* _Work order_: Once you reach the end of the data, transcribe all of it exactly.

* _Record extracts_:
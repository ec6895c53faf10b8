//! Application configuration
//!
//! Stored as TOML in the platform config directory. Every section has
//! defaults, so a partial or missing file still yields a usable setup.

use directories::ProjectDirs;
use serde::{Deserialize, Serialize};
use std::fs;
use std::path::{Path, PathBuf};
use std::time::Duration;

use crate::capture::VideoMode;
use crate::constants::{
    DEFAULT_DETECT_INTERVAL_MS, DEFAULT_EVENT_CAPACITY, DEFAULT_IDLE_SLEEP_MS,
    DEFAULT_JOIN_TIMEOUT_MS, DEFAULT_RECORD_LOCK_TIMEOUT_MS, DEFAULT_RECORD_PREFIX,
};
use crate::depth::CalibrationState;
use crate::error::{Error, Result};
use crate::recorder::RecordFormat;

const CONFIG_FILE: &str = "config.toml";

/// Top level configuration
#[derive(Debug, Clone, Default, PartialEq, Serialize, Deserialize)]
#[serde(default)]
pub struct AppConfig {
    pub depth: CalibrationState,
    pub capture: CaptureConfig,
    pub recorder: RecorderConfig,
}

/// Device thread settings
#[derive(Debug, Clone, PartialEq, Serialize, Deserialize)]
#[serde(default)]
pub struct CaptureConfig {
    /// Poll period while waiting for a device to be attached
    pub detect_interval_ms: u64,
    /// Pause after an update that produced no new frame
    pub idle_sleep_ms: u64,
    /// How long `stop` waits for the device thread before detaching it
    pub join_timeout_ms: u64,
    pub video_mode: VideoMode,
    /// Queue depth per event subscriber
    pub event_capacity: usize,
}

impl Default for CaptureConfig {
    fn default() -> Self {
        Self {
            detect_interval_ms: DEFAULT_DETECT_INTERVAL_MS,
            idle_sleep_ms: DEFAULT_IDLE_SLEEP_MS,
            join_timeout_ms: DEFAULT_JOIN_TIMEOUT_MS,
            video_mode: VideoMode::default(),
            event_capacity: DEFAULT_EVENT_CAPACITY,
        }
    }
}

impl CaptureConfig {
    pub fn detect_interval(&self) -> Duration {
        Duration::from_millis(self.detect_interval_ms)
    }

    pub fn idle_sleep(&self) -> Duration {
        Duration::from_millis(self.idle_sleep_ms)
    }

    pub fn join_timeout(&self) -> Duration {
        Duration::from_millis(self.join_timeout_ms)
    }
}

/// Disk recorder settings
#[derive(Debug, Clone, PartialEq, Serialize, Deserialize)]
#[serde(default)]
pub struct RecorderConfig {
    pub enabled: bool,
    /// Root under which each session gets its own subdirectory
    pub directory: PathBuf,
    pub prefix: String,
    pub format: RecordFormat,
    /// RLE for TGA, stronger deflate for PNG
    pub compress: bool,
    /// Bounded wait for the recorder's frame lock before dropping
    pub lock_timeout_ms: u64,
}

impl Default for RecorderConfig {
    fn default() -> Self {
        Self {
            enabled: false,
            directory: PathBuf::from("."),
            prefix: DEFAULT_RECORD_PREFIX.to_string(),
            format: RecordFormat::default(),
            compress: false,
            lock_timeout_ms: DEFAULT_RECORD_LOCK_TIMEOUT_MS,
        }
    }
}

impl RecorderConfig {
    pub fn lock_timeout(&self) -> Duration {
        Duration::from_millis(self.lock_timeout_ms)
    }
}

impl AppConfig {
    /// Default location of the config file, if the platform has one
    pub fn default_path() -> Option<PathBuf> {
        ProjectDirs::from("", "", "depth-relay").map(|dirs| dirs.config_dir().join(CONFIG_FILE))
    }

    /// Parse a config file
    pub fn load(path: &Path) -> Result<Self> {
        let text = fs::read_to_string(path)?;
        let config: AppConfig = toml::from_str(&text)
            .map_err(|e| Error::Config(format!("{}: {}", path.display(), e)))?;
        config.validate()?;
        Ok(config)
    }

    /// Load from `path` or the default location; a missing file gives defaults
    pub fn load_or_default(path: Option<&Path>) -> Result<Self> {
        let path = match path {
            Some(path) => path.to_path_buf(),
            None => match Self::default_path() {
                Some(path) => path,
                None => return Ok(Self::default()),
            },
        };

        if !path.exists() {
            tracing::debug!("No config at {}, using defaults", path.display());
            return Ok(Self::default());
        }

        tracing::info!("Loading config from {}", path.display());
        Self::load(&path)
    }

    /// Write as TOML, creating parent directories
    pub fn save(&self, path: &Path) -> Result<()> {
        if let Some(parent) = path.parent() {
            if !parent.as_os_str().is_empty() {
                fs::create_dir_all(parent)?;
            }
        }
        let text = self.to_toml()?;
        fs::write(path, text)?;
        Ok(())
    }

    pub fn to_toml(&self) -> Result<String> {
        toml::to_string_pretty(self).map_err(|e| Error::Config(e.to_string()))
    }

    /// Reject values the capture core cannot run with
    pub fn validate(&self) -> Result<()> {
        for (name, range) in [("metric", &self.depth.metric), ("raw", &self.depth.raw)] {
            if !range.is_valid() {
                return Err(Error::Config(format!(
                    "depth.{} range must satisfy 0 <= near <= far <= max and 0 <= clip <= 1",
                    name
                )));
            }
        }

        if self.capture.detect_interval_ms == 0 {
            return Err(Error::Config("capture.detect_interval_ms must be non-zero".into()));
        }
        if self.capture.event_capacity == 0 {
            return Err(Error::Config("capture.event_capacity must be non-zero".into()));
        }
        if self.recorder.enabled && self.recorder.prefix.trim().is_empty() {
            return Err(Error::Config("recorder.prefix must not be empty".into()));
        }

        Ok(())
    }
}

* _Result_:
repository ec6895c53faf10b8
//! Application configuration
//!
//! Stored as TOML in the platform config directory. Every section has
//! defaults, so a partial or missing file still yields a usable setup.

use directories::ProjectDirs;
use serde::{Deserialize, Serialize};
use std::fs;
use std::path::{Path, PathBuf};
use std::time::Duration;

use crate::capture::VideoMode;
use crate::constants::{
    DEFAULT_DETECT_INTERVAL_MS, DEFAULT_EVENT_CAPACITY, DEFAULT_IDLE_SLEEP_MS,
    DEFAULT_JOIN_TIMEOUT_MS, DEFAULT_RECORD_LOCK_TIMEOUT_MS, DEFAULT_RECORD_PREFIX,
};
use crate::depth::CalibrationState;
use crate::error::{Error, Result};
use crate::recorder::RecordFormat;

const CONFIG_FILE: &str = "config.toml";

/// Top level configuration
#[derive(Debug, Clone, Default, PartialEq, Serialize, Deserialize)]
#[serde(default)]
pub struct AppConfig {
    pub depth: CalibrationState,
    pub capture: CaptureConfig,
    pub recorder: RecorderConfig,
}

/// Device thread settings
#[derive(Debug, Clone, PartialEq, Serialize, Deserialize)]
#[serde(default)]
pub struct CaptureConfig {
    /// Poll period while waiting for a device to be attached
    pub detect_interval_ms: u64,
    /// Pause after an update that produced no new frame
    pub idle_sleep_ms: u64,
    /// How long `stop` waits for the device thread before detaching it
    pub join_timeout_ms: u64,
    pub video_mode: VideoMode,
    /// Queue depth per event subscriber
    pub event_capacity: usize,
}

impl Default for CaptureConfig {
    fn default() -> Self {
        Self {
            detect_interval_ms: DEFAULT_DETECT_INTERVAL_MS,
            idle_sleep_ms: DEFAULT_IDLE_SLEEP_MS,
            join_timeout_ms: DEFAULT_JOIN_TIMEOUT_MS,
            video_mode: VideoMode::default(),
            event_capacity: DEFAULT_EVENT_CAPACITY,
        }
    }
}

impl CaptureConfig {
    pub fn detect_interval(&self) -> Duration {
        Duration::from_millis(self.detect_interval_ms)
    }

    pub fn idle_sleep(&self) -> Duration {
        Duration::from_millis(self.idle_sleep_ms)
    }

    pub fn join_timeout(&self) -> Duration {
        Duration::from_millis(self.join_timeout_ms)
    }
}

/// Disk recorder settings
#[derive(Debug, Clone, PartialEq, Serialize, Deserialize)]
#[serde(default)]
pub struct RecorderConfig {
    pub enabled: bool,
    /// Root under which each session gets its own subdirectory
    pub directory: PathBuf,
    pub prefix: String,
    pub format: RecordFormat,
    /// RLE for TGA, stronger deflate for PNG
    pub compress: bool,
    /// Bounded wait for the recorder's frame lock before dropping
    pub lock_timeout_ms: u64,
}

impl Default for RecorderConfig {
    fn default() -> Self {
        Self {
            enabled: false,
            directory: PathBuf::from("."),
            prefix: DEFAULT_RECORD_PREFIX.to_string(),
            format: RecordFormat::default(),
            compress: false,
            lock_timeout_ms: DEFAULT_RECORD_LOCK_TIMEOUT_MS,
        }
    }
}

impl RecorderConfig {
    pub fn lock_timeout(&self) -> Duration {
        Duration::from_millis(self.lock_timeout_ms)
    }
}

impl AppConfig {
    /// Default location of the config file, if the platform has one
    pub fn default_path() -> Option<PathBuf> {
        ProjectDirs::from("", "", "depth-relay").map(|dirs| dirs.config_dir().join(CONFIG_FILE))
    }

    /// Parse a config file
    pub fn load(path: &Path) -> Result<Self> {
        let text = fs::read_to_string(path)?;
        let config: AppConfig = toml::from_str(&text)
            .map_err(|e| Error::Config(format!("{}: {}", path.display(), e)))?;
        config.validate()?;
        Ok(config)
    }

    /// Load from `path` or the default location; a missing file gives defaults
    pub fn load_or_default(path: Option<&Path>) -> Result<Self> {
        let path = match path {
            Some(path) => path.to_path_buf(),
            None => match Self::default_path() {
                Some(path) => path,
                None => return Ok(Self::default()),
            },
        };

        if !path.exists() {
            tracing::debug!("No config at {}, using defaults", path.display());
            return Ok(Self::default());
        }

        tracing::info!("Loading config from {}", path.display());
        Self::load(&path)
    }

    /// Write as TOML, creating parent directories
    pub fn save(&self, path: &Path) -> Result<()> {
        if let Some(parent) = path.parent() {
            if !parent.as_os_str().is_empty() {
                fs::create_dir_all(parent)?;
            }
        }
        let text = self.to_toml()?;
        fs::write(path, text)?;
        Ok(())
    }

    pub fn to_toml(&self) -> Result<String> {
        toml::to_string_pretty(self).map_err(|e| Error::Config(e.to_string()))
    }

    /// Reject values the capture core cannot run with
    pub fn validate(&self) -> Result<()> {
        for (name, range) in [("metric", &self.depth.metric), ("raw", &self.depth.raw)] {
            if !range.is_valid() {
                return Err(Error::Config(format!(
                    "depth.{} range must satisfy 0 <= near <= far <= max and 0 <= clip <= 1",
                    name
                )));
            }
        }

        if self.capture.detect_interval_ms == 0 {
            return Err(Error::Config("capture.detect_interval_ms must be non-zero".into()));
        }
        if self.capture.event_capacity == 0 {
            return Err(Error::Config("capture.event_capacity must be non-zero".into()));
        }
        if self.recorder.enabled && self.recorder.prefix.trim().is_empty() {
            return Err(Error::Config("recorder.prefix must not be empty".into()));
        }

        Ok(())
    }
}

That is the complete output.